Quite simply, I thought I could do better.

That was why I began, each week, to write my own piece, which I called "Musings from Maulden", adhering rigidly to a similar word count as the "Word from Wormingford" column and submitting each article, always before the publication deadline, to the Editor at the Church Times, from whom I received absolutely no reply the whole time, not even an acknowledgement. In some ways this did not surprise me but I think I was hoping that Christian politeness and courtesy would be shown, even if it was a "thank you for your efforts but please don't keep sending these". As each week passed without any sign from the Editor that I even existed, so my determination increased to continue to send in my articles, thereby - as I though - establishing my abilities and bona fides.

I was particularly angered on a couple of occasions when the "Word from Wormingford" column did not appear, perhaps because Ronald had been ill or through some other misfortune. What really galled me was that at those times the column was completely dropped by the Church Times, with a minor note being added at the bottom of the page saying "Word from Wormingford will return next week". It was never substituted with a column written by anybody else and certainly not one written by me, which it could so easily have been given my weekly submissions before the deadlines and a healthy stock of my previous submissions readily to hand.

Clearly the Church Times had no intention whatsoever of communicating with me or using my material and, reluctant to see my efforts simply go to waste, that was why I decided to bring together first a year's worth and then another eighteen month's worth of the Musings and to publish them in book form. I never expected to make much, if any, money from these publications but did hope they might reach some sort of audience, particularly as I was often writing about Anglican Religious Communities, which most people - even worshippers in the Church of England - did not even know existed and which few other writers, if any, were actively promoting.

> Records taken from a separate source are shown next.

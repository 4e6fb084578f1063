use serde::{Deserialize, Serialize};

use crate::ABI_VERSION;
use crate::layout::{POINTER_SIZE, RUNTIME_DATA_SIZE, Slot, SlotKind};
use crate::word::WORD_SIZE;

#[derive(Clone, Debug, PartialEq, Eq, Serialize, Deserialize)]
pub struct SlotEntry {
    pub name: String,
    pub kind: SlotKind,
    pub offset: usize,
    pub size: usize,
}

#[derive(Clone, Debug, PartialEq, Eq, Serialize, Deserialize)]
pub struct LayoutManifest {
    pub abi_version: u16,
    pub word_size: usize,
    pub pointer_size: usize,
    pub total_size: usize,
    pub slots: Vec<SlotEntry>,
}

impl LayoutManifest {
    pub fn current() -> Self {
        Self {
            abi_version: ABI_VERSION,
            word_size: WORD_SIZE,
            pointer_size: POINTER_SIZE,
            total_size: RUNTIME_DATA_SIZE,
            slots: Slot::all()
                .map(|slot| SlotEntry {
                    name: slot.name().to_string(),
                    kind: slot.kind(),
                    offset: slot.offset(),
                    size: slot.size(),
                })
                .collect(),
        }
    }

    pub fn mismatches(&self, other: &LayoutManifest) -> Vec<String> {
        let mut out = Vec::new();
        if self.abi_version != other.abi_version {
            out.push(format!(
                "abi version {} != {}",
                self.abi_version, other.abi_version
            ));
        }
        if self.word_size != other.word_size {
            out.push(format!("word size {} != {}", self.word_size, other.word_size));
        }
        if self.pointer_size != other.pointer_size {
            out.push(format!(
                "pointer size {} != {}",
                self.pointer_size, other.pointer_size
            ));
        }
        if self.total_size != other.total_size {
            out.push(format!(
                "total size {} != {}",
                self.total_size, other.total_size
            ));
        }
        if self.slots.len() != other.slots.len() {
            out.push(format!(
                "slot count {} != {}",
                self.slots.len(),
                other.slots.len()
            ));
        }
        for (position, (ours, theirs)) in self.slots.iter().zip(other.slots.iter()).enumerate() {
            if ours != theirs {
                out.push(format!(
                    "slot #{position}: {} {:?} @{}+{} != {} {:?} @{}+{}",
                    ours.name,
                    ours.kind,
                    ours.offset,
                    ours.size,
                    theirs.name,
                    theirs.kind,
                    theirs.offset,
                    theirs.size
                ));
            }
        }
        out
    }
}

The books were mildly well received - which is always encouraging to an author - but really only by those who understood what I was trying to achieve. Despite my mobilisation attempts there was minimal media interest and endeavours to change that were eating considerably into time which I did not possess. Also, by the time two and a half years had elapsed, I felt I was beginning to run short of new material. Yes there was a wealth of past events to which I could refer and reflect upon but that lacked the immediacy and freshness of the weekly diarisations thus far and actually threatened to throw me back towards a style more akin to Ronald Blythe, relying on ever distant memories simply in order to find something to say each week.

Thus, I decided to stop writing the Musings.

The format

In hindsight, had I continued writing there actually would have been plenty of fresh, interesting material and many new things to say but, as I eventually began to appreciate this, it also started to dawn on me that what I would have been penning and, actually, already had been, were in reality something aking to personal "blogs" (defined by Wikipedia as as a discussion or informational website published on the internet consisting of discrete, often informal, diary-style text entries). 

I had never really taken much notice of "blogs" on the internet - only very rarely reading those which struck a particular interest subject-wise at the time - but this form of communication had really burgeoned and, looking back, it would have been the perfect medium and vehicle for my Musings to reach a wider audience, rather than me thinking that people still bought and read books (many, of course, still do but my meagre and in many ways specialist publications could never have achieved a proper "look in" amongst the hundreds of new titles published each week).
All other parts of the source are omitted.